__Aim of the exercise__: Filter the material, keeping only lines with the word "CircuitClosed".

__Input records__:
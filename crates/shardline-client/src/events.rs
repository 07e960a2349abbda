//! Client events
//!
//! Everything the embedding application may want to observe is emitted as a
//! [`ClientEvent`] into an [`EventSink`]. The default sink logs through
//! `tracing` and updates the metric facades; applications can forward events
//! to their own telemetry by implementing the trait.

use crate::health::HealthState;
use crate::node::NodeId;
use crate::observability::{DiscoveryMetrics, HealthMetrics, PoolMetrics, RoutingMetrics};
use crate::view::PartitionId;
use std::fmt;
use std::sync::Arc;
use std::time::Duration;
use tracing::{debug, info, trace, warn};

/// Observable client event
#[derive(Debug, Clone, PartialEq)]
pub enum ClientEvent {
    /// Health state transition
    NodeStateChanged {
        node: NodeId,
        from: HealthState,
        to: HealthState,
    },
    /// A breaker tripped (or re-opened after a failed trial)
    CircuitOpened {
        node: NodeId,
        class: Option<String>,
        retry_in: Duration,
    },
    /// A half-open trial succeeded
    CircuitClosed { node: NodeId, class: Option<String> },
    /// An acquisition was rejected by pool backpressure
    PoolExhausted { node: NodeId, waiters: usize },
    /// A replica was selected for a request
    RoutingDecision {
        partition: PartitionId,
        node: NodeId,
        policy: &'static str,
        degraded: bool,
    },
    /// Result of one discovery round
    DiscoveryRefresh {
        generation: u64,
        nodes: usize,
        partitions: usize,
        outcome: RefreshOutcome,
    },
}

/// Outcome of a discovery round
#[derive(Debug, Clone, PartialEq, Eq)]
pub enum RefreshOutcome {
    /// A new view was published
    Published,
    /// A newer view was already published by a concurrent refresh
    Coalesced,
    /// No node answered; the previous view stays current
    Failed(String),
}

/// Receiver of client events
///
/// Called inline on the emitting task; implementations must not block.
pub trait EventSink: Send + Sync + fmt::Debug {
    fn emit(&self, event: ClientEvent);
}

pub type SharedEventSink = Arc<dyn EventSink>;

/// Default sink: structured logs plus metrics
#[derive(Debug, Default, Clone, Copy)]
pub struct TracingEventSink;

impl EventSink for TracingEventSink {
    fn emit(&self, event: ClientEvent) {
        match event {
            ClientEvent::NodeStateChanged { node, from, to } => {
                HealthMetrics::increment_state_changes(to.as_str());
                if to == HealthState::Quarantined {
                    warn!(node_id = %node, from = %from, to = %to, "Node quarantined");
                } else {
                    info!(node_id = %node, from = %from, to = %to, "Node state changed");
                }
            }
            ClientEvent::CircuitOpened {
                node,
                class,
                retry_in,
            } => {
                RoutingMetrics::increment_circuit_opened(node);
                warn!(
                    node_id = %node,
                    class = class.as_deref().unwrap_or("*"),
                    retry_in_ms = retry_in.as_millis() as u64,
                    "Circuit opened"
                );
            }
            ClientEvent::CircuitClosed { node, class } => {
                info!(node_id = %node, class = class.as_deref().unwrap_or("*"), "Circuit closed");
            }
            ClientEvent::PoolExhausted { node, waiters } => {
                PoolMetrics::increment_exhausted(node);
                debug!(node_id = %node, waiters, "Connection pool exhausted");
            }
            ClientEvent::RoutingDecision {
                partition,
                node,
                policy,
                degraded,
            } => {
                if degraded {
                    RoutingMetrics::increment_degraded_routes();
                    debug!(partition, node_id = %node, policy, "Degraded routing");
                } else {
                    trace!(partition, node_id = %node, policy, "Routed request");
                }
            }
            ClientEvent::DiscoveryRefresh {
                generation,
                nodes,
                partitions,
                outcome,
            } => match outcome {
                RefreshOutcome::Published => {
                    DiscoveryMetrics::set_view_generation(generation);
                    DiscoveryMetrics::set_node_count(nodes);
                    debug!(generation, nodes, partitions, "Published cluster view");
                }
                RefreshOutcome::Coalesced => {
                    trace!(generation, "Refresh coalesced with a newer view");
                }
                RefreshOutcome::Failed(reason) => {
                    DiscoveryMetrics::increment_refresh_failures();
                    warn!(generation, error = %reason, "Discovery refresh failed");
                }
            },
        }
    }
}

/// Sink that discards every event
#[derive(Debug, Default, Clone, Copy)]
pub struct NoopEventSink;

impl EventSink for NoopEventSink {
    fn emit(&self, _event: ClientEvent) {}
}
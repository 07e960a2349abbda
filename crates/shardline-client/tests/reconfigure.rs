//! Live reconfiguration and rollback

mod common;

use bytes::Bytes;
use common::{init_tracing, test_config, SimTransport};
use shardline_client::{Bootstrap, ClientError, ClusterManager, NodeId, Operation, RoutingPolicy};
use std::sync::Arc;
use std::time::Duration;
use tokio::time::sleep;

#[tokio::test(start_paused = true)]
async fn test_swap_and_rollback_versions() -> anyhow::Result<()> {
    init_tracing();
    let sim = SimTransport::cluster(3, 6, 2);
    let client = ClusterManager::new(test_config(), Bootstrap::new(sim.seeds()), sim.clone())?;
    client.refresh_now().await?;
    assert_eq!(client.config().version, 1);

    let mut next = test_config();
    next.routing = RoutingPolicy::LeastConnections;
    assert_eq!(client.reconfigure(next).await?, 2);
    assert_eq!(client.config().routing, RoutingPolicy::LeastConnections);

    // Invalid configuration is rejected and leaves the current one in place
    let mut broken = test_config();
    broken.pool.max_connections = 0;
    let err = client.reconfigure(broken).await.unwrap_err();
    assert!(matches!(err, ClientError::InvalidConfig(_)));
    assert_eq!(client.config().version, 2);

    assert_eq!(client.rollback().await?, 1);
    assert_eq!(client.config().routing, RoutingPolicy::RoundRobin);
    assert!(matches!(
        client.rollback().await,
        Err(ClientError::NothingToRollBack)
    ));
    Ok(())
}

#[tokio::test(start_paused = true)]
async fn test_in_flight_operation_keeps_its_snapshot() {
    init_tracing();
    let sim = SimTransport::cluster(1, 4, 1);
    let client = Arc::new(
        ClusterManager::new(test_config(), Bootstrap::new(sim.seeds()), sim.clone()).unwrap(),
    );
    client.refresh_now().await.unwrap();
    sim.set_execute_delay(Duration::from_millis(100));

    let in_flight = {
        let client = Arc::clone(&client);
        tokio::spawn(async move {
            client
                .execute(b"user:1", Operation::new("get", Bytes::new()))
                .await
        })
    };
    sleep(Duration::from_millis(1)).await;

    let mut strict = test_config();
    strict.retry.request_timeout = Duration::from_millis(10);
    client.reconfigure(strict).await.unwrap();

    // Started under a 10s request timeout, so it completes
    assert_eq!(in_flight.await.unwrap().unwrap(), Bytes::from("node-1"));

    // New operations see the 10ms timeout
    let err = client
        .execute(b"user:1", Operation::new("get", Bytes::new()))
        .await
        .unwrap_err();
    assert!(matches!(err, ClientError::Timeout { node, .. } if node == NodeId(1)));
}

#[tokio::test(start_paused = true)]
async fn test_queued_operation_keeps_its_pool_limit() {
    init_tracing();
    let sim = SimTransport::cluster(1, 4, 1);
    let mut narrow = test_config();
    narrow.pool.min_idle = 0;
    narrow.pool.max_connections = 1;
    let client = Arc::new(
        ClusterManager::new(narrow.clone(), Bootstrap::new(sim.seeds()), sim.clone()).unwrap(),
    );
    client.refresh_now().await.unwrap();
    sim.set_execute_delay(Duration::from_millis(100));

    let spawn_ops = |n: usize| -> Vec<_> {
        (0..n)
            .map(|i| {
                let client = Arc::clone(&client);
                tokio::spawn(async move {
                    client
                        .execute(format!("k{}", i).as_bytes(), Operation::new("get", Bytes::new()))
                        .await
                })
            })
            .collect()
    };

    let queued = spawn_ops(2);
    sleep(Duration::from_millis(1)).await;
    let stats = client.pool_stats(NodeId(1)).unwrap();
    assert_eq!((stats.active, stats.waiters), (1, 1));

    let mut wide = narrow;
    wide.pool.max_connections = 4;
    client.reconfigure(wide).await.unwrap();

    // The waiter started under max_connections = 1 and is not given a new slot
    let stats = client.pool_stats(NodeId(1)).unwrap();
    assert_eq!((stats.active, stats.waiters), (1, 1));
    for op in queued {
        assert_eq!(op.await.unwrap().unwrap(), Bytes::from("node-1"));
    }
    assert_eq!(sim.connects(), 1);

    // Operations started after the swap see the new limit
    let fresh = spawn_ops(4);
    sleep(Duration::from_millis(1)).await;
    assert_eq!(client.pool_stats(NodeId(1)).unwrap().active, 4);
    for op in fresh {
        op.await.unwrap().unwrap();
    }
    assert_eq!(sim.connects(), 4);
}

#[tokio::test(start_paused = true)]
async fn test_pool_maintenance_follows_new_limits() {
    init_tracing();
    let sim = SimTransport::cluster(2, 4, 1);
    let client =
        ClusterManager::new(test_config(), Bootstrap::new(sim.seeds()), sim.clone()).unwrap();
    client.refresh_now().await.unwrap();

    let mut warm = test_config();
    warm.pool.min_idle = 4;
    client.reconfigure(warm).await.unwrap();
    for id in 1..=2 {
        assert_eq!(client.pool_stats(NodeId(id)).unwrap().idle, 4);
    }
    assert_eq!(sim.connects(), 8);
}
impl<T: Transport> NodePool<T> {
    pub fn new(node: Node, transport: Arc<T>) -> Arc<Self> {
        Arc::new(Self {
            node_id: node.id(),
            transport,
            state: Mutex::new(PoolState {
                node,
                idle: VecDeque::new(),
                active: 0,
                waiters: VecDeque::new(),
                next_waiter_id: 0,
                closed: false,
                quarantined: false,
            }),
        })
    }

    pub fn node_id(&self) -> NodeId {
        self.node_id
    }

    /// Update address or TLS reference after a topology refresh
    pub fn set_node(&self, node: Node) {
        self.state.lock().node = node;
    }

    pub fn stats(&self) -> PoolStats {
        let st = self.state.lock();
        PoolStats {
            active: st.active,
            idle: st.idle.len(),
            waiters: st.waiters.len(),
            quarantined: st.quarantined,
        }
    }

    /// No leases, handshakes or waiters reference the pool
    pub fn is_unused(&self) -> bool {
        let st = self.state.lock();
        st.active == 0 && st.waiters.is_empty()
    }

    pub fn is_closed(&self) -> bool {
        self.state.lock().closed
    }

    /// Lease a connection, waiting in FIFO order if the pool is at capacity
    pub async fn acquire(
        self: &Arc<Self>,
        deadline: Instant,
        limits: PoolConfig,
    ) -> Result<ConnectionHandle<T>> {
        self.checkout(deadline, limits)
            .await
            .map_err(ClientError::from)
    }

    /// Same as [`NodePool::acquire`], but tells queue failures apart from
    /// handshake failures
    pub async fn checkout(
        self: &Arc<Self>,
        deadline: Instant,
        limits: PoolConfig,
    ) -> std::result::Result<ConnectionHandle<T>, AcquireError> {
        let started = Instant::now();
        let mut discard = Vec::new();

        let admission = {
            let mut st = self.state.lock();
            if st.closed {
                return Err(AcquireError::Queue(self.closed_error()));
            }
            st.reap_expired(started, &limits, &mut discard);

            let immediate = if !st.waiters.is_empty() {
                None
            } else if let Some(idle) = st.idle.pop_back() {
                Some(Grant::Reuse(idle))
            } else if st.has_capacity(&limits) {
                Some(Grant::Open)
            } else {
                None
            };

            match immediate {
                Some(grant) => {
                    st.active += 1;
                    Admission::Ready(grant)
                }
                None if st.waiters.len() >= limits.max_waiters => {
                    Admission::Full(st.waiters.len())
                }
                None => {
                    let (tx, rx) = oneshot::channel();
                    let id = st.next_waiter_id;
                    st.next_waiter_id += 1;
                    st.waiters.push_back(Waiter {
                        id,
                        max_connections: limits.max_connections,
                        tx,
                    });
                    trace!(
                        node_id = %self.node_id,
                        waiter = id,
                        depth = st.waiters.len(),
                        "Queued for connection"
                    );
                    Admission::Queued(WaiterGuard {
                        pool: Arc::clone(self),
                        id,
                        rx: Some(rx),
                    })
                }
            }
        };
        drop(discard);

        let grant = match admission {
            Admission::Ready(grant) => grant,
            Admission::Full(waiters) => {
                debug!(node_id = %self.node_id, waiters, "Waiter queue full");
                return Err(AcquireError::Queue(ClientError::PoolExhausted {
                    node: self.node_id,
                    waiters,
                }));
            }
            Admission::Queued(guard) => self
                .wait(guard, started, deadline, &limits)
                .await
                .map_err(AcquireError::Queue)?,
        };

        PoolMetrics::record_acquire_wait(started.elapsed());
        let lease = Lease {
            pool: Arc::clone(self),
            limits,
            armed: true,
        };
        match grant {
            Grant::Reuse(idle) => Ok(ConnectionHandle {
                conn: idle.conn,
                node: self.node_id,
                created_at: idle.created_at,
                last_used: Instant::now(),
                lease,
            }),
            Grant::Open => self
                .connect(lease, started, deadline)
                .await
                .map_err(AcquireError::Handshake),
        }
    }

    async fn wait(
        &self,
        mut guard: WaiterGuard<T>,
        started: Instant,
        deadline: Instant,
        limits: &PoolConfig,
    ) -> Result<Grant<T::Connection>> {
        let fast_fail_at = started + limits.fast_fail_after;
        let wait_until = deadline.min(fast_fail_at);

        let Some(rx) = guard.rx.as_mut() else {
            return Err(self.closed_error());
        };
        match timeout_at(wait_until, rx).await {
            Ok(Ok(grant)) => {
                guard.rx = None;
                Ok(grant)
            }
            // Senders are only dropped when the pool closes
            Ok(Err(_)) => Err(self.closed_error()),
            Err(_) if deadline <= fast_fail_at => Err(ClientError::Timeout {
                node: self.node_id,
                waited: started.elapsed(),
            }),
            Err(_) => {
                let waiters = self.state.lock().waiters.len();
                debug!(
                    node_id = %self.node_id,
                    waiters,
                    "Fast-fail threshold reached while queued"
                );
                Err(ClientError::PoolExhausted {
                    node: self.node_id,
                    waiters,
                })
            }
        }
    }

    async fn connect(
        self: &Arc<Self>,
        lease: Lease<T>,
        started: Instant,
        deadline: Instant,
    ) -> Result<ConnectionHandle<T>> {
        let node = self.state.lock().node.clone();
        let connect_deadline = deadline.min(Instant::now() + lease.limits.connect_timeout);

        match timeout_at(
            connect_deadline,
            self.transport.connect(&node.info, node.tls.as_ref()),
        )
        .await
        {
            Ok(Ok(conn)) => {
                PoolMetrics::increment_connections_opened(self.node_id);
                trace!(node_id = %self.node_id, "Opened connection");
                let now = Instant::now();
                Ok(ConnectionHandle {
                    conn,
                    node: self.node_id,
                    created_at: now,
                    last_used: now,
                    lease,
                })
            }
            Ok(Err(err)) => {
                debug!(node_id = %self.node_id, error = %err, "Connection handshake failed");
                Err(ClientError::from_transport(self.node_id, err))
            }
            Err(_) => Err(ClientError::Timeout {
                node: self.node_id,
                waited: started.elapsed(),
            }),
        }
    }

    /// Hand a leased connection back to the pool
    pub fn release(&self, handle: ConnectionHandle<T>, outcome: ReleaseOutcome) {
        let ConnectionHandle {
            conn,
            created_at,
            mut lease,
            ..
        } = handle;
        debug_assert!(std::ptr::eq(Arc::as_ptr(&lease.pool), self));
        lease.armed = false;
        let limits = lease.limits;
        drop(lease);

        let now = Instant::now();
        let mut discard = Vec::new();
        {
            let mut st = self.state.lock();
            st.active = st.active.saturating_sub(1);

            let reason = if outcome == ReleaseOutcome::Broken {
                Some("broken")
            } else if st.closed {
                Some("closed")
            } else if st.quarantined {
                Some("quarantined")
            } else if now.saturating_duration_since(created_at) > limits.max_idle_age {
                Some("expired")
            } else if !st.has_capacity(&limits) {
                Some("over_capacity")
            } else {
                None
            };

            match reason {
                Some(reason) => {
                    PoolMetrics::increment_connections_closed(self.node_id, reason);
                    trace!(node_id = %self.node_id, reason, "Closing connection on release");
                    discard.push(conn);
                }
                None => st.idle.push_back(IdleConn {
                    conn,
                    created_at,
                    last_used: now,
                }),
            }
            st.dispatch();
        }
        drop(discard);
    }

    /// Free the slot of a lease or handshake that ended without a release
    fn free_slot(&self) {
        let mut st = self.state.lock();
        st.active = st.active.saturating_sub(1);
        st.dispatch();
    }

    /// Reap idle connections, trim surplus, serve waiters and top up to `min_idle`
    pub async fn maintain(self: &Arc<Self>, limits: PoolConfig) {
        let now = Instant::now();
        let mut discard = Vec::new();
        let reserved = {
            let mut st = self.state.lock();
            if st.closed {
                return;
            }
            st.reap_expired(now, &limits, &mut discard);
            while st.total() > limits.max_connections {
                match st.idle.pop_front() {
                    Some(idle) => discard.push(idle.conn),
                    None => break,
                }
            }
            st.dispatch();

            if st.quarantined || !st.waiters.is_empty() {
                0
            } else {
                let wanted = limits.min_idle.saturating_sub(st.idle.len());
                let room = limits.max_connections.saturating_sub(st.total());
                let n = wanted.min(room);
                st.active += n;
                n
            }
        };
        if !discard.is_empty() {
            for _ in &discard {
                PoolMetrics::increment_connections_closed(self.node_id, "idle");
            }
            debug!(node_id = %self.node_id, reaped = discard.len(), "Reaped idle connections");
        }
        drop(discard);

        if reserved == 0 {
            return;
        }
        let deadline = now + limits.connect_timeout;
        let opens = (0..reserved).map(|_| {
            let lease = Lease {
                pool: Arc::clone(self),
                limits,
                armed: true,
            };
            self.connect(lease, now, deadline)
        });
        for result in futures::future::join_all(opens).await {
            match result {
                Ok(handle) => self.release(handle, ReleaseOutcome::Reusable),
                Err(err) => {
                    debug!(
                        node_id = %self.node_id,
                        error = %err,
                        "Failed to top up idle connections"
                    );
                }
            }
        }
    }

    /// Mark the node quarantined; idle connections are closed on entry
    pub fn set_quarantined(&self, quarantined: bool) {
        let drained: Vec<_> = {
            let mut st = self.state.lock();
            if st.quarantined == quarantined {
                return;
            }
            st.quarantined = quarantined;
            if quarantined {
                st.idle.drain(..).map(|idle| idle.conn).collect()
            } else {
                Vec::new()
            }
        };
        if !drained.is_empty() {
            PoolMetrics::increment_connections_closed(self.node_id, "quarantined");
        }
    }

    /// Retire the pool: idle connections close, queued waiters fail and
    /// outstanding leases close when released
    pub fn close(&self) {
        let (idle, waiters) = {
            let mut st = self.state.lock();
            st.closed = true;
            let idle: Vec<_> = st.idle.drain(..).map(|idle| idle.conn).collect();
            let waiters: Vec<_> = st.waiters.drain(..).collect();
            (idle, waiters)
        };
        debug!(
            node_id = %self.node_id,
            idle = idle.len(),
            waiters = waiters.len(),
            "Closed connection pool"
        );
    }

    fn closed_error(&self) -> ClientError {
        ClientError::Transient {
            node: self.node_id,
            reason: "connection pool closed".to_string(),
        }
    }
}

__Your solution__:
    CircuitClosed { node: NodeId, class: Option<String> },
            ClientEvent::CircuitClosed { node, class } => {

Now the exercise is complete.